Was passiert konkret?
Die Ukraine hat schon im Herbst 2022 einen Weg zum Frieden aufgezeigt. Es gibt verschiedene internationale Initiativen, mit denen ausgelotet wird, wie ein Friedensprozess beginnen könnte. Und in allen politischen Gesprächen der vergangenen drei Jahre hat der Ukraine-Krieg eine wichtige Rolle gespielt, sei es unter Verbündeten, mit Partnern aus dem globalen Süden oder einflussreichen Regionalmächten. Ganz wichtig ist mir dabei ein Prinzip: Nichts darf über die Köpfe der Ukrainerinnen und Ukrainer hinweg entschieden werden. Die Ukraine muss selbst über ihre Zukunft entscheiden.
Die Ukraine ist militärisch unter Druck. Russland macht immer mehr Boden gut. Liefert Deutschland genug Waffen?
Nach den USA ist Deutschland der größte Unterstützer der Ukraine. Auch was Waffenlieferungen betrifft. Wir haben mittlerweile mehr als 28 Milliarden Euro an Waffen geliefert oder zugesagt, auch für das laufende Jahr ist das gesichert. Und im vergangenen Jahr haben wir im Kreise der G7, der wirtschaftsstarken Demokratien, einen 50-Milliarden-Dollar-Kredit für die Ukraine vermittelt, mit dem das Land weitere Waffen kaufen kann. Auch das hilft.
Warum liefert Deutschland keine Taurus-Marschflugkörper?
Das ist ein sehr weitreichender Marschflugkörper, der tief ins russische Hinterland reichen und auch große Zerstörung erwirken könnte. Deshalb müssten wir die Auswahl der Ziele kontrollieren.

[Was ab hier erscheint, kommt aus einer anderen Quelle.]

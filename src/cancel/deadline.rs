//! Process-wide deadline watcher.
//!
//! One lazily started thread keeps a min-heap of tree deadlines. When the
//! earliest passes, the owning [`InterruptState`] is checked, which notifies
//! its stop listeners on the watcher thread: pending joins fire with what
//! they hold and the partial outcome travels to the root without waiting for
//! a slow child or a blocked caller.
//!
//! Entries hold weak references. A tree that finished and was dropped costs a
//! heap slot until its deadline and nothing else.

use super::{InterruptInner, InterruptState};
use parking_lot::{Condvar, Mutex, MutexGuard};
use std::cmp::Ordering;
use std::collections::BinaryHeap;
use std::panic::{catch_unwind, AssertUnwindSafe};
use std::sync::{Arc, OnceLock, Weak};
use std::thread;
use std::time::Instant;

const THREAD_NAME: &str = "splitjoin-deadline";

struct TimerEntry {
    deadline: Instant,
    generation: u64,
    state: Weak<InterruptInner>,
}

impl PartialEq for TimerEntry {
    fn eq(&self, other: &Self) -> bool {
        self.deadline == other.deadline && self.generation == other.generation
    }
}

impl Eq for TimerEntry {}

impl Ord for TimerEntry {
    fn cmp(&self, other: &Self) -> Ordering {
        // Reversed: earliest deadline on top.
        other
            .deadline
            .cmp(&self.deadline)
            .then_with(|| other.generation.cmp(&self.generation))
    }
}

impl PartialOrd for TimerEntry {
    fn partial_cmp(&self, other: &Self) -> Option<Ordering> {
        Some(self.cmp(other))
    }
}

#[derive(Default)]
struct TimerHeap {
    heap: BinaryHeap<TimerEntry>,
    next_generation: u64,
}

impl TimerHeap {
    /// Adds a deadline; returns true if it is now the earliest.
    fn insert(&mut self, deadline: Instant, state: Weak<InterruptInner>) -> bool {
        let earliest = self
            .peek_deadline()
            .map_or(true, |current| deadline < current);
        let generation = self.next_generation;
        self.next_generation += 1;
        self.heap.push(TimerEntry {
            deadline,
            generation,
            state,
        });
        earliest
    }

    fn peek_deadline(&self) -> Option<Instant> {
        self.heap.peek().map(|entry| entry.deadline)
    }

    fn pop_expired(&mut self, now: Instant) -> Vec<Weak<InterruptInner>> {
        let mut expired = Vec::new();
        while self.heap.peek().is_some_and(|entry| entry.deadline <= now) {
            if let Some(entry) = self.heap.pop() {
                expired.push(entry.state);
            }
        }
        expired
    }
}

struct Watcher {
    timers: Mutex<TimerHeap>,
    wakeup: Condvar,
}

impl Watcher {
    fn run(&self) {
        let mut timers = self.timers.lock();
        loop {
            let expired = timers.pop_expired(Instant::now());
            if !expired.is_empty() {
                MutexGuard::unlocked(&mut timers, || notify_expired(expired));
                continue;
            }
            match timers.peek_deadline() {
                Some(deadline) => {
                    self.wakeup.wait_until(&mut timers, deadline);
                }
                None => self.wakeup.wait(&mut timers),
            }
        }
    }
}

fn notify_expired(expired: Vec<Weak<InterruptInner>>) {
    for state in expired {
        let Some(inner) = state.upgrade() else {
            continue;
        };
        let state = InterruptState { inner };
        if catch_unwind(AssertUnwindSafe(|| state.check_deadline())).is_err() {
            crate::tracing_compat::warn!("stop listener panicked on the deadline thread");
        }
    }
}

static WATCHER: OnceLock<Option<Arc<Watcher>>> = OnceLock::new();

fn watcher() -> Option<&'static Arc<Watcher>> {
    WATCHER
        .get_or_init(|| {
            let watcher = Arc::new(Watcher {
                timers: Mutex::new(TimerHeap::default()),
                wakeup: Condvar::new(),
            });
            let worker = Arc::clone(&watcher);
            match thread::Builder::new()
                .name(THREAD_NAME.to_owned())
                .spawn(move || worker.run())
            {
                Ok(_) => Some(watcher),
                Err(err) => {
                    crate::tracing_compat::warn!(
                        error = %err,
                        "deadline watcher not started; expiry is observed on arrivals and waits only"
                    );
                    None
                }
            }
        })
        .as_ref()
}

/// Arms a one-shot notification for `state`'s deadline.
///
/// No-op for states without a deadline and for deadlines already past,
/// which every join observes when it is created.
pub(crate) fn watch(state: &InterruptState) {
    let Some(deadline) = state.deadline() else {
        return;
    };
    if state.should_stop() {
        return;
    }
    let Some(watcher) = watcher() else {
        return;
    };
    let earliest = watcher
        .timers
        .lock()
        .insert(deadline, Arc::downgrade(&state.inner));
    crate::tracing_compat::trace!(remaining = ?state.remaining(), "deadline armed");
    if earliest {
        watcher.wakeup.notify_one();
    }
}
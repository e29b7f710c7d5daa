//! Recursive splitting.
//!
//! - [`splitter`]: the cutoff test shared by every algorithm
//! - [`skeleton`]: the split / recurse / combine driver

pub mod skeleton;
pub mod splitter;

pub use skeleton::{recurse, DivideAndConquer, Node, Split};
pub use splitter::{find_cutoff, find_cutoff_iter, is_base_case, midpoint, CutoffPoint};
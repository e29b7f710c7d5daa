//! Logging shim over the `tracing` crate.
//!
//! With the `tracing-integration` feature the macros below are the `tracing`
//! macros. Without it they expand to nothing, so the engine's hot paths
//! (slot writes, posts) carry no logging cost in default builds.
//!
//! ```rust,ignore
//! use splitjoin::tracing_compat::{debug, trace};
//!
//! debug!(task = %name, depth, "join fired");
//! let _span = debug_span!("task", name = %name).entered();
//! ```

#[cfg(feature = "tracing-integration")]
pub use tracing::{
    debug, debug_span, error, info, info_span, trace, trace_span, warn, Level, Span,
};

#[cfg(not(feature = "tracing-integration"))]
mod noop {
    /// No-op trace-level logging macro.
    #[macro_export]
    macro_rules! trace {
        ($($arg:tt)*) => {};
    }

    /// No-op debug-level logging macro.
    #[macro_export]
    macro_rules! debug {
        ($($arg:tt)*) => {};
    }

    /// No-op info-level logging macro.
    #[macro_export]
    macro_rules! info {
        ($($arg:tt)*) => {};
    }

    /// No-op warn-level logging macro.
    #[macro_export]
    macro_rules! warn {
        ($($arg:tt)*) => {};
    }

    /// No-op error-level logging macro.
    #[macro_export]
    macro_rules! error {
        ($($arg:tt)*) => {};
    }

    /// No-op trace_span macro.
    #[macro_export]
    macro_rules! trace_span {
        ($($arg:tt)*) => {
            $crate::tracing_compat::NoopSpan
        };
    }

    /// No-op debug_span macro.
    #[macro_export]
    macro_rules! debug_span {
        ($($arg:tt)*) => {
            $crate::tracing_compat::NoopSpan
        };
    }

    /// No-op info_span macro.
    #[macro_export]
    macro_rules! info_span {
        ($($arg:tt)*) => {
            $crate::tracing_compat::NoopSpan
        };
    }

    pub use crate::{debug, debug_span, error, info, info_span, trace, trace_span, warn};
}

#[cfg(not(feature = "tracing-integration"))]
pub use noop::*;

/// A span that records nothing.
#[cfg(not(feature = "tracing-integration"))]
#[derive(Debug, Clone, Copy)]
pub struct NoopSpan;

#[cfg(not(feature = "tracing-integration"))]
impl NoopSpan {
    /// Returns a guard that does nothing on drop.
    #[inline]
    #[must_use]
    pub fn enter(&self) -> NoopGuard {
        NoopGuard
    }

    /// Returns self.
    #[inline]
    #[must_use]
    pub fn entered(self) -> Self {
        self
    }

    /// Records a value (no-op).
    #[inline]
    pub fn record<V>(&self, _field: &str, _value: V) {}
}

/// Guard returned by [`NoopSpan::enter`].
#[cfg(not(feature = "tracing-integration"))]
#[derive(Debug)]
pub struct NoopGuard;

/// Alias for `NoopSpan` when tracing is disabled.
#[cfg(not(feature = "tracing-integration"))]
pub type Span = NoopSpan;
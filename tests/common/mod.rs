#![allow(dead_code)]
#![allow(unused_imports)]
//! Shared integration test utilities.
//!
//! Import with:
//! ```
//! mod common;
//! use common::*;
//! ```

use crossbeam_queue::SegQueue;
use parking_lot::{Condvar, Mutex};
use proptest::prelude::ProptestConfig;
use proptest::test_runner::RngSeed;
use splitjoin::error::Result;
use splitjoin::scheduler::{Job, Priority, QueueIndex, Scheduler};
use std::cell::Cell;
use std::sync::atomic::{AtomicBool, AtomicU64, Ordering};
use std::sync::{Arc, Once};
use std::thread;
use std::time::Duration;
use tracing_subscriber::fmt::format::FmtSpan;

static INIT_LOGGING: Once = Once::new();

/// Default seed for property tests when running under CI.
pub const DEFAULT_PROPTEST_SEED: u64 = 0x5EED5EED;

const PROPTEST_SEED_ENV: &str = "SPLITJOIN_PROPTEST_SEED";

/// Build a ProptestConfig with deterministic seed support for CI.
#[must_use]
pub fn test_proptest_config(cases: u32) -> ProptestConfig {
    let mut config = ProptestConfig::with_cases(cases);
    // Honor existing PROPTEST_RNG_SEED, otherwise apply our own.
    if matches!(config.rng_seed, RngSeed::Random) {
        if let Some(seed) = read_proptest_seed() {
            config.rng_seed = RngSeed::Fixed(seed);
        }
    }
    config
}

fn read_proptest_seed() -> Option<u64> {
    if let Ok(value) = std::env::var(PROPTEST_SEED_ENV) {
        return value.parse::<u64>().ok();
    }
    if std::env::var("CI").is_ok() {
        return Some(DEFAULT_PROPTEST_SEED);
    }
    None
}

/// Initialize test logging with trace-level output.
pub fn init_test_logging() {
    init_test_logging_with_level(tracing::Level::TRACE);
}

/// Initialize test logging with a custom level.
pub fn init_test_logging_with_level(level: tracing::Level) {
    INIT_LOGGING.call_once(|| {
        let _ = tracing_subscriber::fmt()
            .with_max_level(level)
            .with_test_writer()
            .with_file(true)
            .with_line_number(true)
            .with_target(true)
            .with_thread_ids(true)
            .with_span_events(FmtSpan::CLOSE)
            .with_ansi(false)
            .try_init();
    });
}

thread_local! {
    static WORKER_INDEX: Cell<Option<usize>> = const { Cell::new(None) };
}

struct PoolShared {
    jobs: SegQueue<(Job, String)>,
    lock: Mutex<()>,
    wakeup: Condvar,
    shutdown: AtomicBool,
    executed: AtomicU64,
}

impl PoolShared {
    fn worker_loop(&self, index: usize) {
        WORKER_INDEX.with(|slot| slot.set(Some(index)));
        loop {
            if let Some((job, _name)) = self.jobs.pop() {
                job();
                self.executed.fetch_add(1, Ordering::Relaxed);
                continue;
            }
            if self.shutdown.load(Ordering::Acquire) {
                return;
            }
            let mut guard = self.lock.lock();
            if self.jobs.is_empty() && !self.shutdown.load(Ordering::Acquire) {
                self.wakeup.wait_for(&mut guard, Duration::from_millis(10));
            }
        }
    }
}

/// A small fixed-size pool of worker threads over one FIFO queue.
///
/// Workers are detached: dropping the pool asks them to stop once the queue
/// is empty, which may happen on a worker itself when the last `Cx` clone
/// goes away.
pub struct TestPool {
    shared: Arc<PoolShared>,
    workers: usize,
}

impl TestPool {
    /// Starts `workers` threads.
    #[must_use]
    pub fn new(workers: usize) -> Arc<Self> {
        let shared = Arc::new(PoolShared {
            jobs: SegQueue::new(),
            lock: Mutex::new(()),
            wakeup: Condvar::new(),
            shutdown: AtomicBool::new(false),
            executed: AtomicU64::new(0),
        });
        for index in 0..workers {
            let shared = Arc::clone(&shared);
            thread::Builder::new()
                .name(format!("test-pool-{index}"))
                .spawn(move || shared.worker_loop(index))
                .expect("spawn test pool worker");
        }
        Arc::new(Self { shared, workers })
    }

    /// Number of jobs run so far.
    #[must_use]
    pub fn executed(&self) -> u64 {
        self.shared.executed.load(Ordering::Relaxed)
    }

    /// Number of worker threads.
    #[must_use]
    pub fn workers(&self) -> usize {
        self.workers
    }
}

impl Scheduler for TestPool {
    fn post(&self, job: Job, name: &str, _priority: Priority, _queue: QueueIndex) -> Result<()> {
        self.shared.jobs.push((job, name.to_owned()));
        let _guard = self.shared.lock.lock();
        self.shared.wakeup.notify_one();
        Ok(())
    }

    fn own_queue_index(&self) -> QueueIndex {
        WORKER_INDEX.with(Cell::get).map_or(QueueIndex::Any, QueueIndex::Queue)
    }
}

impl Drop for TestPool {
    fn drop(&mut self) {
        self.shared.shutdown.store(true, Ordering::Release);
        let _guard = self.shared.lock.lock();
        self.shared.wakeup.notify_all();
    }
}

/// Deterministic pseudo-random data for algorithm tests.
#[must_use]
pub fn scrambled(len: usize, seed: u64) -> Vec<u64> {
    let mut state = seed | 1;
    (0..len)
        .map(|_| {
            state ^= state << 13;
            state ^= state >> 7;
            state ^= state << 17;
            state % 10_000
        })
        .collect()
}

/// Log a test phase transition with a visual separator.
#[macro_export]
macro_rules! test_phase {
    ($name:expr) => {
        tracing::info!(phase = %$name, "========================================");
        tracing::info!(phase = %$name, "TEST PHASE: {}", $name);
        tracing::info!(phase = %$name, "========================================");
    };
}

/// Log a section within a test phase.
#[macro_export]
macro_rules! test_section {
    ($name:expr) => {
        tracing::debug!(section = %$name, "--- {} ---", $name);
    };
}

/// Log test completion with summary.
#[macro_export]
macro_rules! test_complete {
    ($name:expr) => {
        tracing::info!(test = %$name, "test completed successfully: {}", $name);
    };
    ($name:expr, $($key:ident = $value:expr),* $(,)?) => {
        tracing::info!(
            test = %$name,
            $($key = %$value,)*
            "test completed successfully: {}",
            $name
        );
    };
}

/// Assert that an outcome is Cancelled with the given kind.
#[macro_export]
macro_rules! assert_outcome_cancelled {
    ($outcome:expr, $kind:expr) => {
        match $outcome {
            ::splitjoin::types::Outcome::Cancelled(reason) => assert_eq!(reason.kind, $kind),
            other => panic!("expected Outcome::Cancelled({:?}), got {:?}", $kind, other),
        }
    };
}
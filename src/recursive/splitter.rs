//! Cutoff splitting.
//!
//! Every recursive algorithm asks the same question at every node: is the
//! remaining range small enough to run sequentially? [`find_cutoff`] answers
//! it in O(1) for index ranges; [`find_cutoff_iter`] answers it for ranges
//! that can only be walked, touching at most `cutoff + 1` elements.

/// Returns `end` if `[begin, end)` holds at most `cutoff` elements, otherwise
/// `begin + cutoff`.
///
/// A cutoff of 0 behaves as 1 so that recursion always terminates.
#[must_use]
pub fn find_cutoff(begin: usize, cutoff: usize, end: usize) -> usize {
    debug_assert!(begin <= end, "inverted range {begin}..{end}");
    let cutoff = cutoff.max(1);
    if end.saturating_sub(begin) <= cutoff {
        end
    } else {
        begin + cutoff
    }
}

/// Where [`find_cutoff_iter`] stopped.
#[derive(Debug, Clone, Copy, PartialEq, Eq)]
pub enum CutoffPoint {
    /// The whole remainder fits; holds its length.
    End(usize),
    /// The remainder is longer than the cutoff; holds the cutoff.
    Inside(usize),
}

impl CutoffPoint {
    /// Number of elements before the cutoff point.
    #[must_use]
    pub fn position(self) -> usize {
        match self {
            Self::End(n) | Self::Inside(n) => n,
        }
    }

    /// Returns true if the cutoff point is the end of the range.
    #[must_use]
    pub fn is_end(self) -> bool {
        matches!(self, Self::End(_))
    }
}

/// [`find_cutoff`] for forward-only ranges.
///
/// Advances `iter` by at most `cutoff + 1` elements (saturating).
pub fn find_cutoff_iter<I: Iterator>(iter: I, cutoff: usize) -> CutoffPoint {
    let cutoff = cutoff.max(1);
    let seen = iter.take(cutoff.saturating_add(1)).count();
    if seen <= cutoff {
        CutoffPoint::End(seen)
    } else {
        CutoffPoint::Inside(cutoff)
    }
}

/// Midpoint of `[begin, end)`, rounding down.
#[must_use]
pub fn midpoint(begin: usize, end: usize) -> usize {
    begin + (end - begin) / 2
}

/// Returns true if a range of `len` elements is a base case for `cutoff`.
#[must_use]
pub fn is_base_case(len: usize, cutoff: usize) -> bool {
    find_cutoff(0, cutoff, len) == len
}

Damit würden wir die Schwelle zur Kriegsbeteiligung überschreiten. Und genau das werde ich als Bundeskanzler verhindern, das habe ich den Deutschen versprochen.
Am 20. Januar wird Donald Trump zum zweiten Mal als US-Präsident ins Amt eingeführt. Was ist für Deutschland hier die größte Herausforderung?
Ich habe mit dem künftigen Präsidenten bereits zweimal telefoniert. Mein sicherheitspolitischer Berater traf sich bereits mit seinen künftigen Kollegen in Washington. Seit diesen Gesprächen habe ich die Hoffnung, dass wir auch nach dem Amtswechsel im Weißen Haus zu einer gemeinsamen Politik gelangen. Aus meiner Sicht hat der künftige Präsident den Willen, konstruktiv zu einem Ende des Krieges beizutragen.
Trump sagte, er werde den Krieg innerhalb eines Tages beenden. Worauf muss man sich da einstellen?
Ganz so wörtlich würde ich ihn nicht nehmen, inzwischen ist von 100 Tagen die Rede. Richtig ist aber, dass er will, dass der Krieg zügig endet. Umso wichtiger, dass wir uns in der Sache eng absprechen.
Was machen Sie, wenn Sie am 23. Februar nicht gewinnen und der nächste Kanzler Friedrich Merz heißt?
Ich werbe dafür, dass die Bürgerinnen und Bürger mir erneut einen Auftrag geben – auch deshalb, weil sie bestimmte Dinge nur mit einem SPD-Kanzler kriegen. Eine stabile Rente, einen höheren Mindestlohn und eine verlässliche Pflege gibt es ganz sicher nur, wenn der Kanzler wieder Olaf Scholz heißt.